▶ **ACTION ITEM**
Search the records for the word "protocol" and copy every line in which it occurs.
- - - - -
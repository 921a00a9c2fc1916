//! Byte pipe between a delivery task and the HTTP response body.

use std::io;
use std::pin::Pin;
use std::task::{Context, Poll, ready};

use axum::body::Body;
use futures::StreamExt;
use tokio::io::{AsyncWrite, DuplexStream};
use tokio::sync::oneshot;
use tokio_util::io::ReaderStream;
use tokio_util::sync::DropGuard;

const PIPE_CAPACITY: usize = 256 * 1024;
const READ_CHUNK: usize = 64 * 1024;

/// Write half handed to downloaders and the engine.
///
/// Signals once when the first byte goes through, which is the point after
/// which the response status can no longer change.
pub struct ResponseSink {
    inner: DuplexStream,
    first_write: Option<oneshot::Sender<()>>,
    written: u64,
}

impl ResponseSink {
    pub fn bytes_written(&self) -> u64 {
        self.written
    }
}

impl AsyncWrite for ResponseSink {
    fn poll_write(self: Pin<&mut Self>, cx: &mut Context<'_>, buf: &[u8]) -> Poll<io::Result<usize>> {
        let this = self.get_mut();
        let n = ready!(Pin::new(&mut this.inner).poll_write(cx, buf))?;
        if n > 0 {
            this.written += n as u64;
            if let Some(tx) = this.first_write.take() {
                let _ = tx.send(());
            }
        }
        Poll::Ready(Ok(n))
    }

    fn poll_flush(self: Pin<&mut Self>, cx: &mut Context<'_>) -> Poll<io::Result<()>> {
        Pin::new(&mut self.get_mut().inner).poll_flush(cx)
    }

    fn poll_shutdown(self: Pin<&mut Self>, cx: &mut Context<'_>) -> Poll<io::Result<()>> {
        Pin::new(&mut self.get_mut().inner).poll_shutdown(cx)
    }
}

/// Read half, turned into a response body once the first byte is in.
pub struct ResponseSource {
    reader: DuplexStream,
}

impl ResponseSource {
    /// Body streaming everything the sink receives.
    ///
    /// `guard` lives as long as the body: when the client goes away the body
    /// is dropped and the guarded token is cancelled.
    pub fn into_body(self, guard: DropGuard) -> Body {
        let stream = ReaderStream::with_capacity(self.reader, READ_CHUNK).map(move |chunk| {
            let _guard = &guard;
            chunk
        });
        Body::from_stream(stream)
    }
}

/// Create a sink, its body source and the first-write signal.
pub fn response_pipe() -> (ResponseSink, ResponseSource, oneshot::Receiver<()>) {
    let (writer, reader) = tokio::io::duplex(PIPE_CAPACITY);
    let (tx, rx) = oneshot::channel();
    let sink = ResponseSink {
        inner: writer,
        first_write: Some(tx),
        written: 0,
    };
    (sink, ResponseSource { reader }, rx)
}
// Identity layer: portable identifier -> chain-native address.

pub mod resolver;
pub mod store;

pub use resolver::{IdentityResolver, ResolveError};
pub use store::IdentityStore;
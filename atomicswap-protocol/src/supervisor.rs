use crate::data_structures::SwapId;
use chrono::{DateTime, Utc};
use log::{debug, warn};
use std::collections::HashMap;
use std::sync::{Arc, Mutex};
use std::time::Duration;
use tokio::sync::{mpsc, oneshot};

/// Per-swap timeout timers.
///
/// One timer task is armed per swap at initiation and cancelled when the
/// swap completes (or fails early). When a timer fires it pushes the swap
/// id onto the expiry channel; the coordinator drains that channel and
/// drives the expiry transition. Delivering expirations over a channel
/// instead of calling into the coordinator keeps timer tasks free of any
/// registry locking.
pub struct TimeoutSupervisor {
    expiry_tx: mpsc::Sender<SwapId>,
    timers: Arc<Mutex<HashMap<SwapId, oneshot::Sender<()>>>>,
}

impl TimeoutSupervisor {
    /// Returns the supervisor and the receiving end of the expiry channel.
    pub fn new(capacity: usize) -> (Self, mpsc::Receiver<SwapId>) {
        let (expiry_tx, expiry_rx) = mpsc::channel(capacity);
        let supervisor = TimeoutSupervisor {
            expiry_tx,
            timers: Arc::new(Mutex::new(HashMap::new())),
        };
        (supervisor, expiry_rx)
    }

    /// Arms a timer that fires at `expires_at`. Re-arming a swap replaces
    /// (and thereby cancels) the previous timer.
    pub fn arm(&self, swap_id: &str, expires_at: DateTime<Utc>) {
        let (cancel_tx, cancel_rx) = oneshot::channel::<()>();
        {
            let mut timers = self.timers.lock().unwrap();
            timers.insert(swap_id.to_string(), cancel_tx);
        }

        let expiry_tx = self.expiry_tx.clone();
        let timers = Arc::clone(&self.timers);
        let id = swap_id.to_string();
        tokio::spawn(async move {
            // An already-past deadline fires immediately.
            let remaining = (expires_at - Utc::now())
                .to_std()
                .unwrap_or(Duration::ZERO);
            tokio::select! {
                _ = tokio::time::sleep(remaining) => {
                    timers.lock().unwrap().remove(&id);
                    debug!("[Supervisor] Timer fired for swap {}", id);
                    if expiry_tx.send(id.clone()).await.is_err() {
                        warn!("[Supervisor] Expiry channel closed, dropping expiry for swap {}", id);
                    }
                }
                _ = cancel_rx => {
                    debug!("[Supervisor] Timer cancelled for swap {}", id);
                }
            }
        });
    }

    /// Cancels the timer for a swap. No-op if the timer already fired or
    /// was never armed.
    pub fn cancel(&self, swap_id: &str) {
        let cancel_tx = {
            let mut timers = self.timers.lock().unwrap();
            timers.remove(swap_id)
        };
        if let Some(tx) = cancel_tx {
            let _ = tx.send(());
        }
    }
}
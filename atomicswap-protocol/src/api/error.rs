use crate::coordinator::SwapError;
use crate::identity::ResolveError;
use crate::registry::RegistryError;
use axum::http::StatusCode;
use axum::response::{IntoResponse, Response};
use thiserror::Error;

/// Control-plane error type that maps to structured HTTP responses.
#[derive(Error, Debug)]
pub enum AppError {
    /// Unknown swap or identifier.
    #[error("not found: {0}")]
    NotFound(String),

    /// Request validation failed.
    #[error("validation error: {0}")]
    Validation(String),

    /// The request races or contradicts the swap's current state
    /// (conflicting tx ref, terminal swap, expired swap, ...).
    #[error("conflict: {0}")]
    Conflict(String),

    /// Internal server error.
    #[error("internal error: {0}")]
    Internal(String),
}

impl IntoResponse for AppError {
    fn into_response(self) -> Response {
        let status = match &self {
            AppError::NotFound(_) => StatusCode::NOT_FOUND,
            AppError::Validation(_) => StatusCode::UNPROCESSABLE_ENTITY,
            AppError::Conflict(_) => StatusCode::CONFLICT,
            AppError::Internal(_) => StatusCode::INTERNAL_SERVER_ERROR,
        };
        let body = serde_json::json!({
            "error": {
                "code": status.as_u16(),
                "message": self.to_string(),
            }
        });
        (status, axum::Json(body)).into_response()
    }
}

impl From<SwapError> for AppError {
    fn from(e: SwapError) -> Self {
        match &e {
            SwapError::Resolve(ResolveError::NotFound { .. }) => AppError::NotFound(e.to_string()),
            SwapError::Registry(RegistryError::NotFound(_)) => AppError::NotFound(e.to_string()),
            SwapError::Validation(_) | SwapError::UnknownChain { .. } => {
                AppError::Validation(e.to_string())
            }
            _ => AppError::Conflict(e.to_string()),
        }
    }
}

impl From<ResolveError> for AppError {
    fn from(e: ResolveError) -> Self {
        AppError::NotFound(e.to_string())
    }
}
use crate::data_structures::PortableId;
use log::debug;
use std::collections::HashMap;
use std::sync::RwLock;

/// Injected identity mapping store, populated at startup (configuration)
/// and extendable at runtime through registration. Changes never affect
/// in-flight swaps: the coordinator freezes resolved addresses on the
/// swap record at initiation.
#[derive(Debug, Default)]
pub struct IdentityStore {
    // identifier -> (chain -> address)
    mappings: RwLock<HashMap<PortableId, HashMap<String, String>>>,
}

impl IdentityStore {
    pub fn new() -> Self {
        IdentityStore {
            mappings: RwLock::new(HashMap::new()),
        }
    }

    /// Builds a store from `(identifier, chain, address)` entries.
    pub fn from_entries<I>(entries: I) -> Self
    where
        I: IntoIterator<Item = (String, String, String)>,
    {
        let store = IdentityStore::new();
        for (identifier, chain, address) in entries {
            store.register(&identifier, &chain, &address);
        }
        store
    }

    /// Registers (or replaces) the address for `identifier` on `chain`.
    pub fn register(&self, identifier: &str, chain: &str, address: &str) {
        let mut mappings = self.mappings.write().unwrap();
        mappings
            .entry(identifier.to_string())
            .or_default()
            .insert(chain.to_string(), address.to_string());
        debug!(
            "[IdentityStore] Registered {} on chain {} -> {}",
            identifier, chain, address
        );
    }

    pub fn lookup(&self, identifier: &str, chain: &str) -> Option<String> {
        let mappings = self.mappings.read().unwrap();
        mappings
            .get(identifier)
            .and_then(|chains| chains.get(chain))
            .cloned()
    }

    /// All chain mappings known for an identifier.
    pub fn chains_for(&self, identifier: &str) -> Option<HashMap<String, String>> {
        let mappings = self.mappings.read().unwrap();
        mappings.get(identifier).cloned()
    }
}
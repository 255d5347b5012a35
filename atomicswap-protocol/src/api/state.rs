use crate::coordinator::SwapCoordinator;
use std::sync::Arc;

/// Shared state injected into every handler.
#[derive(Clone)]
pub struct AppState {
    pub coordinator: Arc<SwapCoordinator>,
}

impl AppState {
    pub fn new(coordinator: Arc<SwapCoordinator>) -> Self {
        AppState { coordinator }
    }
}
- - - - -
▶ **TASK ANSWER**
filename atomicswap-protocol/src/supervisor.rs
filename atomicswap-protocol/src/api/error.rs
filename atomicswap-protocol/src/api/state.rs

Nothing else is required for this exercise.